Il testo di Matteo (11) si trova nel cuore del suo Vangelo e viene definito dagli studiosi come una grande manifestazione del mistero di Dio, un inno di giubilo nella Trinità Santa. È il Magnificat di Gesù, un’espressione del suo mondo interiore, come il Magnificat lo è per Maria (Lc 1). In effetti, questa preghiera di Gesù, riportata da Matteo y Luca, riprende tutto il programma delle Beatitudini (Mt 5,3s), con particolare attenzione ai poveri, miti, afflitti, misericordiosi, puri di cuore, operatori di pace, perseguitati… La pagina di Matteo ci offre uno sguardo panoramico su tutto il Vangelo di Gesù, che qui viene riassunto intorno ad alcuni temi fondamentali: la lode al Padre, Signore e Creatore (v. 25); la vita di intima comunione della Trinità (v. 27); l’atteggiamento compassionevole ed operoso di Gesù verso la sofferenza umana, offrendo ristoro a quanti sono “stanchi e oppressi” (v. 28); la nuova scuola e lo stile del Maestro, che dice a tutti: “Imparate da me, che sono mite e umile di cuore, e troverete ristoro per la vostra vita ” (v. 29-30).
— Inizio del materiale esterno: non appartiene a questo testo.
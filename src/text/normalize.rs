use once_cell::sync::Lazy;
use regex::Regex;

/// Inline reference markers: [12], (12) or 12) with 1-3 digits, only after a
/// non-word character (or at the start), so 4-digit runs like years survive.
/// The leading character is captured and reinserted.
static INLINE_MARKER_RE: Lazy<Regex> =
    Lazy::new(|| Regex::new(r"(^|\W)(\[\d{1,3}\]|\(\d{1,3}\)|\d{1,3}\))").unwrap());

static TRAILING_WS_RE: Lazy<Regex> = Lazy::new(|| Regex::new(r"[ \t]+\n").unwrap());
static BLANK_RUN_RE: Lazy<Regex> = Lazy::new(|| Regex::new(r"\n{3,}").unwrap());
static SPACE_RUN_RE: Lazy<Regex> = Lazy::new(|| Regex::new(r"[ \t]{2,}").unwrap());

/// Punctuation that ends a sentence; a line break after one of these is kept.
const TERMINAL: &[char] = &['.', '!', '?', '…', ':', ';'];

#[derive(Debug, Clone, Copy)]
pub struct NormalizeOptions {
    pub strip_inline_markers: bool,
    pub dehyphenate: bool,
}

impl Default for NormalizeOptions {
    fn default() -> Self {
        Self {
            strip_inline_markers: true,
            dehyphenate: true,
        }
    }
}

/// Join per-page text blocks into one continuous document.
///
/// The rewrite order matters; each step runs on the previous step's output:
/// page join, inline-marker strip, de-hyphenation, trailing-whitespace trim,
/// blank-run collapse, wrapped-line join, space collapse, final trim.
/// Content is never reordered — only whitespace and short numeric-marker
/// noise are merged or removed — and the whole rewrite is idempotent.
pub fn normalize(page_texts: &[String], opts: &NormalizeOptions) -> String {
    let mut text = page_texts.join("\n");

    if opts.strip_inline_markers {
        text = strip_inline_markers(&text);
    }
    if opts.dehyphenate {
        text = join_hyphen_breaks(&text);
    }

    text = TRAILING_WS_RE.replace_all(&text, "\n").into_owned();
    text = BLANK_RUN_RE.replace_all(&text, "\n\n").into_owned();
    text = join_wrapped_lines(&text);
    text = SPACE_RUN_RE.replace_all(&text, " ").into_owned();
    text.trim().to_string()
}

/// One replace_all pass can leave a residue on adjacent markers ("[1][2]"),
/// so the rewrite iterates until it stops changing anything.
fn strip_inline_markers(text: &str) -> String {
    let mut current = text.to_string();
    loop {
        let next = INLINE_MARKER_RE.replace_all(&current, "${1}").into_owned();
        if next == current {
            return next;
        }
        current = next;
    }
}

/// Remove a hyphen-newline pair wedged between two word characters:
/// "civi-\nlización" becomes "civilización". The continuation character is
/// not consumed, so chained breaks resolve in a single pass.
fn join_hyphen_breaks(text: &str) -> String {
    let chars: Vec<char> = text.chars().collect();
    let mut out = String::with_capacity(text.len());
    let mut i = 0;
    while i < chars.len() {
        if chars[i] == '-'
            && i > 0
            && is_word(chars[i - 1])
            && chars.get(i + 1) == Some(&'\n')
            && chars.get(i + 2).copied().is_some_and(is_word)
        {
            i += 2;
            continue;
        }
        out.push(chars[i]);
        i += 1;
    }
    out
}

/// Replace a lone newline with a space when the previous character is neither
/// a newline nor sentence-terminal punctuation and the next character is not
/// a newline. A preceding newline counts as a barrier, which is what keeps
/// blank-line paragraph breaks intact.
fn join_wrapped_lines(text: &str) -> String {
    let chars: Vec<char> = text.chars().collect();
    let mut out = String::with_capacity(text.len());
    for i in 0..chars.len() {
        if chars[i] == '\n' {
            let prev = if i > 0 { Some(chars[i - 1]) } else { None };
            let next = chars.get(i + 1).copied();
            let mergeable = prev.is_some_and(|p| p != '\n' && !TERMINAL.contains(&p))
                && next.is_some_and(|n| n != '\n');
            if mergeable {
                out.push(' ');
                continue;
            }
        }
        out.push(chars[i]);
    }
    out
}

fn is_word(c: char) -> bool {
    c.is_alphanumeric() || c == '_'
}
Siamo alla scuola di un Maestro speciale: se lo contempliamo nella povertà di Betlemme e nell’umiliante sconfitta del Calvario, comprenderemo quanto siano diversi i cammini umani e i cammini di Dio (Is 55,8-9).

Dopo un periodo di polemiche con scribi e farisei, dopo gli abbandoni da parte di alcuni discepoli, dopo il dubbio di Giovanni Battista e dei suoi discepoli sull’identità di Gesù, dopo il rimprovero di Gesù alle città di Corazín, Betsaida, Cafarnao per la loro incredulità, il bilancio umano del nuovo Maestro era certamente deludente, fallimentare. Gesù, però, lungi dallo scoraggiarsi, dall’abbandonare la sua missione o ritirarsi, si conferma nel cammino iniziato, loda e ringrazia il Padre per aver scelto i piccoli, gli ultimi, come destinatari privilegiati delle Sue straordinarie rivelazioni (v. 25-26).
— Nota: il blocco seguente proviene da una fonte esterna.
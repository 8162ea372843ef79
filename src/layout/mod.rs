pub mod classify;
pub mod lines;

pub use classify::{classify, ClassifyOptions};
pub use lines::reconstruct;
use std::path::PathBuf;

use thiserror::Error;

/// Result type alias for pipeline operations.
pub type Result<T> = std::result::Result<T, ScanError>;

/// Failures that abort a run. None of these are retried: they are
/// environmental, not transient, and a run is all-or-nothing.
#[derive(Debug, Error)]
pub enum ScanError {
    /// The source document could not be opened or rendered to images.
    #[error("render failed for {}: {reason}", .path.display())]
    Render { path: PathBuf, reason: String },

    /// The recognition engine was unavailable or failed on a page.
    /// `page` is 1-based.
    #[error("recognition failed on page {page}: {reason}")]
    Recognize { page: usize, reason: String },

    /// The destination could not be written.
    #[error("write failed for {}: {source}", .path.display())]
    Write {
        path: PathBuf,
        #[source]
        source: std::io::Error,
    },
}

impl ScanError {
    pub fn render(path: impl Into<PathBuf>, reason: impl Into<String>) -> Self {
        ScanError::Render {
            path: path.into(),
            reason: reason.into(),
        }
    }

    pub fn recognize(page_idx: usize, reason: impl Into<String>) -> Self {
        ScanError::Recognize {
            page: page_idx + 1,
            reason: reason.into(),
        }
    }
}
Gesù risponde allo scarso interesse suscitato dalla sua persona, dalla sua predicazione, dalle sue opere. E vi risponde con la preghiera, addirittura una preghiera di ringraziamento (“Ti benedico, Padre”). Gesù integra nella preghiera l’insuccesso, mette tutto davanti al Padre e conferma il suo “sì”, il suo “amen”, la sua decisione irrevocabile di adesione a Lui. Il suo “sì” al Padre non è condizionato dal successo della sua missione, ma è un’adesione radicale che anche situazioni sfavorevoli o contraddittorie non intaccano. Il “no” che la sua persona e il suo ministero hanno ricevuto, confermano, nella sua preghiera il suo “sì” al Padre. Con la preghiera anche il fallimento, o ciò che noi giudichiamo tale (il fallimento pastorale, l’assenza di frutti del lavoro, la sterilità della predicazione, il rifiuto o il disinteresse degli altri…; possiamo aggiungere anche le strettezze e i danni della pandemia…) diviene non causa di scoraggiamento o di abbandono, ma momento di conferma della fedele sequela del Signore.

L’ideale della Chiesa è di farsi discepola e missionaria di Cristo, tanto nel messaggio come nello stile, fino al punto di poter dire a tutti i popoli: venite a me, voi tutti stanchi e oppressidi tutti i tempi e luoghi… imparate da me che sono mite e umile… troverete ristoro, il giogo vi si farà leggero… È questo il volto autentico ed attraente della Chiesa, l’unico che interessa alle moltitudini, e che i missionari e l’intera comunità cristiana sono chiamati a incarnare e proporre. Fra le più belle immagini della Chiesa vi sono queste due: la locanda e la casa di Paolo. La locanda, casa per tutti (pandokeion), alla quale il buon samaritano portò quel poveraccio incappato nei briganti (Lc 10,34); e la casa di Paolo, il quale, giunto prigioniero a Roma, viveva in una casa affittata, dove accoglieva tutti, annunziava il Regno di Dio e insegnava Gesù Cristo con franchezza (Atti 28,30-31). Due immagini che parlano di apertura e accoglienza, annuncio nella povertà e umiltà, coraggio evangelico (parresía).